Background: Cardiovascular disease (CVD) still remains the leading cause of morbidity and mortality worldwide. It is now established that inflammation plays a crucial role in atherosclerosis and atherothrombosis, and thus, it is closely linked to cardiovascular disease.
Objective: The aim of the present review is to summarize and critically appraise the most relevant evidence regarding the potential use of inflammatory markers in the field of CVD.
Method: We conducted a comprehensive research of the relevant literature, searching MEDLINE from its inception until November 2018, primarily for meta-analyses, randomized controlled trials and observational studies.
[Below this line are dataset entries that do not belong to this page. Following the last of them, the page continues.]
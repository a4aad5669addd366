use crate::as_graph::ASGraph;
use crate::shared::Relationships;
use crate::simulation_engine::announcement::Announcement;

/// Provider-Cone-ID: when a route arrives from a customer, the origin must
/// actually sit in that customer's provider cone (itself or one of its own
/// customers) -- a customer announcing a prefix for an AS outside its cone
/// cannot legitimately be on the path to it.
pub fn is_valid(ann: &Announcement, recv_relationship: Relationships, as_graph: &ASGraph) -> bool {
    if recv_relationship != Relationships::Customers {
        return true;
    }
    let origin = ann.as_path.last().copied().unwrap_or(ann.next_hop_asn);
    if origin == ann.next_hop_asn {
        return true;
    }
    match as_graph.get(&origin) {
        Some(origin_as) => origin_as.provider_cone_asns.contains(&ann.next_hop_asn),
        None => true,
    }
}
use std::collections::{HashMap, HashSet};
use std::net::IpAddr;

use crate::as_graph::ASN;
use crate::route_validator::ROA;
use crate::shared::Setting;
use crate::simulation_engine::Announcement;

#[derive(Debug, Clone)]
pub struct ScenarioConfig {
    /// Label for this scenario configuration
    pub label: String,

    /// Name of the scenario class to use
    pub scenario_name: String,

    /// Default adoption settings for ASes
    pub default_adoption_settings: HashMap<Setting, bool>,

    /// Override attacker ASNs (if None, will be randomly selected)
    pub override_attacker_asns: Option<HashSet<ASN>>,

    /// Override legitimate origin ASNs (if None, will be randomly selected)
    pub override_legitimate_origin_asns: Option<HashSet<ASN>>,

    /// Override adopting ASNs (if None, will be randomly selected based on percentage)
    pub override_adopting_asns: Option<HashSet<ASN>>,

    /// Override seed announcements (if None, scenario will generate them)
    pub override_seed_asn_ann_dict: Option<HashMap<ASN, Vec<Announcement>>>,

    /// Override ROAs (if None, scenario will generate them)
    pub override_roas: Option<Vec<ROA>>,

    /// Override destination IP address for testing
    pub override_dest_ip_addr: Option<IpAddr>,
}

impl ScenarioConfig {
    pub fn new(label: String, scenario_name: String) -> Self {
        ScenarioConfig {
            label,
            scenario_name,
            default_adoption_settings: HashMap::new(),
            override_attacker_asns: None,
            override_legitimate_origin_asns: None,
            override_adopting_asns: None,
            override_seed_asn_ann_dict: None,
            override_roas: None,
            override_dest_ip_addr: None,
        }
    }

    pub fn with_adoption_setting(mut self, setting: Setting, enabled: bool) -> Self {
        self.default_adoption_settings.insert(setting, enabled);
        self
    }

    pub fn with_attacker_asns(mut self, asns: HashSet<ASN>) -> Self {
        self.override_attacker_asns = Some(asns);
        self
    }

    pub fn with_legitimate_origin_asns(mut self, asns: HashSet<ASN>) -> Self {
        self.override_legitimate_origin_asns = Some(asns);
        self
    }
}

impl Default for ScenarioConfig {
    fn default() -> Self {
        ScenarioConfig::new("Default Scenario".to_string(), "SubprefixHijack".to_string())
    }
}
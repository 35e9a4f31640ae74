//! Adapter for the tile map engine.
//!
//! This engine only offers per-property primitives: no combined ease, no
//! native bounds-fit, no camera padding. The adapter computes fitted poses
//! client-side over the Web Mercator projection and emulates padding by
//! offsetting the engine center so the visual target sits at the center of
//! the padded area.

use crate::core::camera::{CameraPosition, CameraUpdate, Padding};
use crate::core::geo::{GeoBounds, GeoPoint};
use crate::surface::{MapSurface, MoveReason, SurfaceEvent, EVENT_CHANNEL_CAPACITY};
use async_trait::async_trait;
use std::any::Any;
use std::sync::{Arc, Mutex};
use std::time::Duration;
use tokio::sync::{broadcast, watch};

/// Call vocabulary of the tile engine binding
#[derive(Debug, Clone, PartialEq)]
pub enum TileCall {
    SetView {
        center: GeoPoint,
        zoom: f64,
        duration_ms: u64,
    },
    SetBearing {
        bearing: f64,
        duration_ms: u64,
    },
    SetTilt {
        tilt: f64,
    },
    Stop,
}

/// Sink through which calls reach the live tile map
pub trait TileMapHandle: Send + Sync {
    fn submit(&self, call: TileCall) -> crate::Result<()>;

    fn center(&self) -> GeoPoint;
    fn zoom(&self) -> f64;
    fn bearing(&self) -> f64;
    fn tilt(&self) -> f64;
}

/// Live tile-engine camera behind the uniform [`MapSurface`] contract
pub struct TileSurface {
    handle: Arc<dyn TileMapHandle>,
    events: broadcast::Sender<SurfaceEvent>,
    idle_seq: watch::Sender<u64>,
    /// Viewport size in physical pixels; required for bounds fitting
    viewport: Mutex<(f64, f64)>,
    /// Emulated camera padding (device-independent units)
    padding: Mutex<Padding>,
    /// dp-to-px scale of the hosting view
    density: Mutex<f64>,
    zoom_range: (f64, f64),
}

impl TileSurface {
    pub fn new(handle: Arc<dyn TileMapHandle>, zoom_range: (f64, f64)) -> Self {
        let (events, _) = broadcast::channel(EVENT_CHANNEL_CAPACITY);
        let (idle_seq, _) = watch::channel(0);
        Self {
            handle,
            events,
            idle_seq,
            viewport: Mutex::new((0.0, 0.0)),
            padding: Mutex::new(Padding::ZERO),
            density: Mutex::new(1.0),
            zoom_range,
        }
    }

    /// Called by the hosting view on layout changes
    pub fn set_viewport_size(&self, width: f64, height: f64) {
        *self.viewport.lock().unwrap() = (width, height);
    }

    /// Called by the hosting view when the display scale is known
    pub fn set_density(&self, density: f64) {
        *self.density.lock().unwrap() = density.max(0.1);
    }

    /// Called by the engine binding when the camera is about to move
    pub fn notify_move_started(&self, reason: MoveReason) {
        let _ = self.events.send(SurfaceEvent::WillMove { reason });
    }

    /// Called by the engine binding when camera motion has settled
    pub fn notify_idle(&self) {
        self.idle_seq.send_modify(|seq| *seq += 1);
        let _ = self.events.send(SurfaceEvent::Idle);
    }

    fn padding_offset_px(&self) -> (f64, f64) {
        let padding = *self.padding.lock().unwrap();
        let density = *self.density.lock().unwrap();
        (
            padding.offset_x() * density,
            padding.offset_y() * density,
        )
    }

    async fn settle_after<F>(&self, submit: F) -> crate::Result<()>
    where
        F: FnOnce() -> crate::Result<()>,
    {
        let mut settled = self.idle_seq.subscribe();
        submit()?;
        let _ = settled.changed().await;
        Ok(())
    }

    fn submit_view(&self, update: CameraUpdate, duration_ms: u64) -> crate::Result<()> {
        if let Some(padding) = update.padding {
            *self.padding.lock().unwrap() = padding;
        }

        let zoom = update.zoom.unwrap_or_else(|| self.handle.zoom());
        let target = update.target.unwrap_or_else(|| self.pose().target);
        let (offset_x, offset_y) = self.padding_offset_px();
        let center = engine_center_for(target, zoom, offset_x, offset_y);

        self.handle.submit(TileCall::SetView {
            center,
            zoom,
            duration_ms,
        })?;
        if let Some(bearing) = update.bearing {
            self.handle.submit(TileCall::SetBearing {
                bearing,
                duration_ms,
            })?;
        }
        if let Some(tilt) = update.tilt {
            self.handle.submit(TileCall::SetTilt { tilt })?;
        }
        Ok(())
    }
}

#[async_trait]
impl MapSurface for TileSurface {
    fn pose(&self) -> CameraPosition {
        let zoom = self.handle.zoom();
        let (offset_x, offset_y) = self.padding_offset_px();
        let (center_x, center_y) = self.handle.center().to_world_pixel(zoom);
        let target = GeoPoint::from_world_pixel(center_x + offset_x, center_y + offset_y, zoom);

        CameraPosition {
            target,
            zoom,
            bearing: self.handle.bearing(),
            tilt: self.handle.tilt(),
            padding: *self.padding.lock().unwrap(),
        }
    }

    async fn jump_to(&self, update: CameraUpdate) -> crate::Result<()> {
        self.settle_after(|| self.submit_view(update, 0)).await
    }

    async fn animate_to(&self, update: CameraUpdate, duration: Duration) -> crate::Result<()> {
        self.settle_after(|| self.submit_view(update, duration.as_millis() as u64))
            .await
    }

    async fn animate_to_bounds(
        &self,
        bounds: GeoBounds,
        inset: Padding,
        duration: Option<Duration>,
    ) -> crate::Result<()> {
        let (width, height) = *self.viewport.lock().unwrap();
        if width <= 0.0 || height <= 0.0 {
            log::warn!("bounds fit dropped, viewport size unknown");
            return Ok(());
        }

        let usable_w = (width - inset.left - inset.right).max(1.0);
        let usable_h = (height - inset.top - inset.bottom).max(1.0);
        let zoom = fit_zoom(&bounds, usable_w, usable_h, self.zoom_range);

        let (center_x, center_y) = bounds.center().to_world_pixel(zoom);
        let center = GeoPoint::from_world_pixel(
            center_x - inset.offset_x(),
            center_y - inset.offset_y(),
            zoom,
        );

        let duration_ms = duration.map(|d| d.as_millis() as u64).unwrap_or(0);
        self.settle_after(|| {
            self.handle.submit(TileCall::SetView {
                center,
                zoom,
                duration_ms,
            })
        })
        .await
    }

    async fn apply_padding(&self, padding: Padding) -> crate::Result<()> {
        let target = self.pose().target;
        *self.padding.lock().unwrap() = padding;

        let zoom = self.handle.zoom();
        let (offset_x, offset_y) = self.padding_offset_px();
        let center = engine_center_for(target, zoom, offset_x, offset_y);

        // Re-center under the new padding without touching zoom
        self.handle.submit(TileCall::SetView {
            center,
            zoom,
            duration_ms: 0,
        })
    }

    fn stop(&self) {
        if let Err(err) = self.handle.submit(TileCall::Stop) {
            log::debug!("stop dropped, tile binding gone: {err}");
        }
    }

    fn subscribe(&self) -> broadcast::Receiver<SurfaceEvent> {
        self.events.subscribe()
    }

    fn as_any(&self) -> &dyn Any {
        self
    }
}

/// Engine center that shows `target` at the center of the padded area
fn engine_center_for(target: GeoPoint, zoom: f64, offset_x: f64, offset_y: f64) -> GeoPoint {
    let (target_x, target_y) = target.to_world_pixel(zoom);
    GeoPoint::from_world_pixel(target_x - offset_x, target_y - offset_y, zoom)
}

/// Highest integer zoom at which the projected bounds fit the usable
/// viewport, clamped to `zoom_range`
fn fit_zoom(bounds: &GeoBounds, usable_w: f64, usable_h: f64, zoom_range: (f64, f64)) -> f64 {
    let (min_zoom, max_zoom) = zoom_range;
    let mut best = min_zoom;
    let mut level = min_zoom.ceil() as i32;

    while (level as f64) <= max_zoom {
        let zoom = level as f64;
        let nw = GeoPoint::new(bounds.north_east.lat, bounds.south_west.lng);
        let se = GeoPoint::new(bounds.south_west.lat, bounds.north_east.lng);
        let (nw_x, nw_y) = nw.to_world_pixel(zoom);
        let (se_x, se_y) = se.to_world_pixel(zoom);

        let bounds_w = (se_x - nw_x).abs();
        let bounds_h = (se_y - nw_y).abs();
        if bounds_w <= usable_w && bounds_h <= usable_h {
            best = zoom;
        } else {
            break;
        }
        level += 1;
    }

    best
}

#[cfg(test)]
mod tests {
    use super::*;

    fn city_bounds() -> GeoBounds {
        GeoBounds::new(GeoPoint::new(41.20, 69.15), GeoPoint::new(41.40, 69.40))
    }

    #[test]
    fn test_fit_zoom_within_range() {
        let zoom = fit_zoom(&city_bounds(), 800.0, 600.0, (2.0, 20.0));
        assert!(zoom >= 2.0 && zoom <= 20.0);

        // A city-sized box on a desktop viewport lands in the 9-12 band
        assert!(zoom >= 9.0 && zoom <= 12.0, "unexpected fit zoom {zoom}");
    }

    #[test]
    fn test_fit_zoom_shrinks_with_viewport() {
        let large = fit_zoom(&city_bounds(), 1600.0, 1200.0, (2.0, 20.0));
        let small = fit_zoom(&city_bounds(), 200.0, 150.0, (2.0, 20.0));
        assert!(large > small);
    }

    #[test]
    fn test_fit_zoom_clamps_to_min() {
        // A hemisphere never fits a phone screen above the minimum zoom
        let bounds = GeoBounds::new(GeoPoint::new(-60.0, -170.0), GeoPoint::new(60.0, 170.0));
        let zoom = fit_zoom(&bounds, 300.0, 500.0, (2.0, 20.0));
        assert_eq!(zoom, 2.0);
    }

    #[test]
    fn test_engine_center_round_trip() {
        let target = GeoPoint::new(41.311081, 69.280737);
        let center = engine_center_for(target, 14.0, 60.0, -40.0);

        // Shifting the engine center back by the offset recovers the target
        let (cx, cy) = center.to_world_pixel(14.0);
        let back = GeoPoint::from_world_pixel(cx + 60.0, cy - 40.0, 14.0);
        assert!((back.lat - target.lat).abs() < 1e-9);
        assert!((back.lng - target.lng).abs() < 1e-9);
    }

    #[test]
    fn test_engine_center_no_offset_is_identity() {
        let target = GeoPoint::new(41.31, 69.28);
        let center = engine_center_for(target, 15.0, 0.0, 0.0);
        assert!((center.lat - target.lat).abs() < 1e-9);
        assert!((center.lng - target.lng).abs() < 1e-9);
    }
}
Results: Established markers of inflammation, mainly C-reactive protein, have yielded significant results both for primary and secondary prevention of CVD. Newer markers, such as lipoprotein-associated phospholipase A2, lectin-like oxidized low-density lipoprotein receptor-1, cytokines, myeloperoxidase, cell adhesion molecules, matrix metalloproteinases, and the CD40/CD40 ligand system, have been largely evaluated in human studies, enrolling both individuals from the general population and patients with established CVD. Some markers have yielded conflicting results; however, other are now recognized not only as promising biomarkers of CVD, but also as potential therapeutic targets, establishing the role of anti-inflammatory and pleiotropic drugs in CVD.
Conclusion: There is significant evidence regarding the role of consolidated and novel inflammatory markers in the field of diagnosis and prognosis of CVD. However, multimarker model assessment, validation of cut-off values and cost-effectiveness analyses are required, in order for those markers to be integrated into daily clinical practice.